EXERCISE DIRECTIONS:
Up to and including the line with "the result matters.", reproduce the listing below exactly, beginning at its first line.

=== STORED DATA ===

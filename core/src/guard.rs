//! Guards — boolean side conditions evaluated after a clause's pattern matched
//!
//! A guard sees the enclosing scope plus the clause's bindings (one
//! [`Scope`] chain) and returns a [`Value`]; the evaluator only looks at its
//! truthiness. A [`GuardError`] is different from a falsy result: it aborts
//! the whole match expression.
//!
//! # Available Guards
//!
//! - [`FnGuard`] — wraps a closure
//! - [`Compare`] — compares a binding against a constant
//! - [`All`] / [`Any`] / [`Not`] — boolean combinators
//! - [`Bound`] — a binding is present and truthy

use crate::{GuardError, Scope, Value};
use std::cmp::Ordering;
use std::fmt::{self, Debug};
use std::sync::Arc;

/// A side condition evaluated against a scope.
#[diagnostic::on_unimplemented(
    message = "`{Self}` does not implement `Guard`",
    label = "this type cannot be used as a clause guard",
    note = "implement `evaluate(&self, &Scope<'_>) -> Result<Value, GuardError>`, or wrap a closure with `guard_fn`"
)]
pub trait Guard: Send + Sync + Debug {
    /// Evaluate against `scope`. Only the truthiness of the result matters.
    ///
    /// # Errors
    ///
    /// A [`GuardError`] aborts the match expression.
    fn evaluate(&self, scope: &Scope<'_>) -> Result<Value, GuardError>;
}

type GuardFn = dyn Fn(&Scope<'_>) -> Result<Value, GuardError> + Send + Sync;

/// A [`Guard`] backed by a closure.
pub struct FnGuard {
    name: String,
    f: Box<GuardFn>,
}

impl FnGuard {
    /// Wrap a closure under the given name.
    pub fn new<F>(name: impl Into<String>, f: F) -> Self
    where
        F: Fn(&Scope<'_>) -> Result<Value, GuardError> + Send + Sync + 'static,
    {
        Self {
            name: name.into(),
            f: Box::new(f),
        }
    }
}

impl Guard for FnGuard {
    fn evaluate(&self, scope: &Scope<'_>) -> Result<Value, GuardError> {
        (self.f)(scope)
    }
}

impl Debug for FnGuard {
    fn fmt(&self, f: &mut fmt::Formatter<'_>) -> fmt::Result {
        f.debug_tuple("FnGuard").field(&self.name).finish()
    }
}

/// Shorthand for `Arc::new(FnGuard::new(name, f))`.
///
/// ```
/// use pmatch::{guard_fn, Guard, Scope, Value};
///
/// let retry = guard_fn("can_retry", |scope| {
///     Ok(Value::from(scope.lookup("has_retried") == Some(&Value::from(false))))
/// });
/// let scope = Scope::from_bindings([("has_retried", false)].into_iter().collect());
/// assert!(retry.evaluate(&scope).unwrap().is_truthy());
/// ```
pub fn guard_fn<F>(name: impl Into<String>, f: F) -> Arc<dyn Guard>
where
    F: Fn(&Scope<'_>) -> Result<Value, GuardError> + Send + Sync + 'static,
{
    Arc::new(FnGuard::new(name, f))
}

// ═══════════════════════════════════════════════════════════════════════════════
// Built-in guards
// ═══════════════════════════════════════════════════════════════════════════════

/// Comparison operator for [`Compare`].
#[derive(Debug, Clone, Copy, PartialEq, Eq)]
#[cfg_attr(feature = "serde", derive(serde::Deserialize, serde::Serialize))]
#[cfg_attr(feature = "serde", serde(rename_all = "snake_case"))]
pub enum CompareOp {
    #[cfg_attr(feature = "serde", serde(alias = "=="))]
    Eq,
    #[cfg_attr(feature = "serde", serde(alias = "!="))]
    Ne,
    #[cfg_attr(feature = "serde", serde(alias = "<"))]
    Lt,
    #[cfg_attr(feature = "serde", serde(alias = "<="))]
    Le,
    #[cfg_attr(feature = "serde", serde(alias = ">"))]
    Gt,
    #[cfg_attr(feature = "serde", serde(alias = ">="))]
    Ge,
}

impl CompareOp {
    fn symbol(self) -> &'static str {
        match self {
            Self::Eq => "==",
            Self::Ne => "!=",
            Self::Lt => "<",
            Self::Le => "<=",
            Self::Gt => ">",
            Self::Ge => ">=",
        }
    }

    fn accepts(self, ordering: Ordering) -> bool {
        match self {
            Self::Eq => ordering == Ordering::Equal,
            Self::Ne => ordering != Ordering::Equal,
            Self::Lt => ordering == Ordering::Less,
            Self::Le => ordering != Ordering::Greater,
            Self::Gt => ordering == Ordering::Greater,
            Self::Ge => ordering != Ordering::Less,
        }
    }
}

impl fmt::Display for CompareOp {
    fn fmt(&self, f: &mut fmt::Formatter<'_>) -> fmt::Result {
        f.write_str(self.symbol())
    }
}

/// `binding <op> value`
///
/// Numbers compare numerically and text lexicographically. Other kinds only
/// support `==` and `!=`.
///
/// ```
/// use pmatch::{Compare, CompareOp, Guard, Scope, Value};
///
/// let is_error = Compare::new("status", CompareOp::Ge, 300);
/// let scope = Scope::from_bindings([("status", 404)].into_iter().collect());
/// assert_eq!(is_error.evaluate(&scope).unwrap(), Value::from(true));
/// ```
#[derive(Debug, Clone)]
pub struct Compare {
    pub binding: String,
    pub op: CompareOp,
    pub value: Value,
}

impl Compare {
    pub fn new(binding: impl Into<String>, op: CompareOp, value: impl Into<Value>) -> Self {
        Self {
            binding: binding.into(),
            op,
            value: value.into(),
        }
    }
}

impl Guard for Compare {
    fn evaluate(&self, scope: &Scope<'_>) -> Result<Value, GuardError> {
        let Some(actual) = scope.lookup(&self.binding) else {
            return Err(GuardError::new(format!(
                "binding \"{}\" is not in scope",
                self.binding
            )));
        };

        let verdict = match (self.op, actual, &self.value) {
            (CompareOp::Eq, a, b) => a == b,
            (CompareOp::Ne, a, b) => a != b,
            (op, Value::Number(a), Value::Number(b)) => {
                let Some(ordering) = a.partial_cmp(b) else {
                    return Err(GuardError::new(format!("cannot order NaN with {op}")));
                };
                op.accepts(ordering)
            }
            (op, Value::Text(a), Value::Text(b)) => op.accepts(a.cmp(b)),
            (op, a, b) => {
                return Err(GuardError::new(format!(
                    "cannot compare {} {op} {} (binding \"{}\")",
                    a.kind(),
                    b.kind(),
                    self.binding
                )));
            }
        };
        Ok(Value::Bool(verdict))
    }
}

/// True iff every member is truthy; stops at the first falsy one.
#[derive(Debug, Clone)]
pub struct All(pub Vec<Arc<dyn Guard>>);

impl Guard for All {
    fn evaluate(&self, scope: &Scope<'_>) -> Result<Value, GuardError> {
        for guard in &self.0 {
            if !guard.evaluate(scope)?.is_truthy() {
                return Ok(Value::Bool(false));
            }
        }
        Ok(Value::Bool(true))
    }
}

/// True iff some member is truthy; stops at the first truthy one.
#[derive(Debug, Clone)]
pub struct Any(pub Vec<Arc<dyn Guard>>);

impl Guard for Any {
    fn evaluate(&self, scope: &Scope<'_>) -> Result<Value, GuardError> {
        for guard in &self.0 {
            if guard.evaluate(scope)?.is_truthy() {
                return Ok(Value::Bool(true));
            }
        }
        Ok(Value::Bool(false))
    }
}

/// Negates the truthiness of the inner guard.
#[derive(Debug, Clone)]
pub struct Not(pub Arc<dyn Guard>);

impl Guard for Not {
    fn evaluate(&self, scope: &Scope<'_>) -> Result<Value, GuardError> {
        Ok(Value::Bool(!self.0.evaluate(scope)?.is_truthy()))
    }
}

/// The named binding is in scope and truthy. An unbound name is falsy.
#[derive(Debug, Clone)]
pub struct Bound(pub String);

impl Guard for Bound {
    fn evaluate(&self, scope: &Scope<'_>) -> Result<Value, GuardError> {
        Ok(Value::Bool(scope.lookup(&self.0).is_some_and(Value::is_truthy)))
    }
}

===

ANSWER FOR THE TASK:
filename core/src/guard.rs
//! Guards — boolean side conditions evaluated after a clause's pattern matched
//!
//! A guard sees the enclosing scope plus the clause's bindings (one
//! [`Scope`] chain) and returns a [`Value`]; the evaluator only looks at its
//! truthiness. A [`GuardError`] is different from a falsy result: it aborts
//! the whole match expression.
//!
//! # Available Guards
//!
//! - [`FnGuard`] — wraps a closure
//! - [`Compare`] — compares a binding against a constant
//! - [`All`] / [`Any`] / [`Not`] — boolean combinators
//! - [`Bound`] — a binding is present and truthy

use crate::{GuardError, Scope, Value};
use std::cmp::Ordering;
use std::fmt::{self, Debug};
use std::sync::Arc;

/// A side condition evaluated against a scope.
#[diagnostic::on_unimplemented(
    message = "`{Self}` does not implement `Guard`",
    label = "this type cannot be used as a clause guard",
    note = "implement `evaluate(&self, &Scope<'_>) -> Result<Value, GuardError>`, or wrap a closure with `guard_fn`"
)]
pub trait Guard: Send + Sync + Debug {
    /// Evaluate against `scope`. Only the truthiness of the result matters.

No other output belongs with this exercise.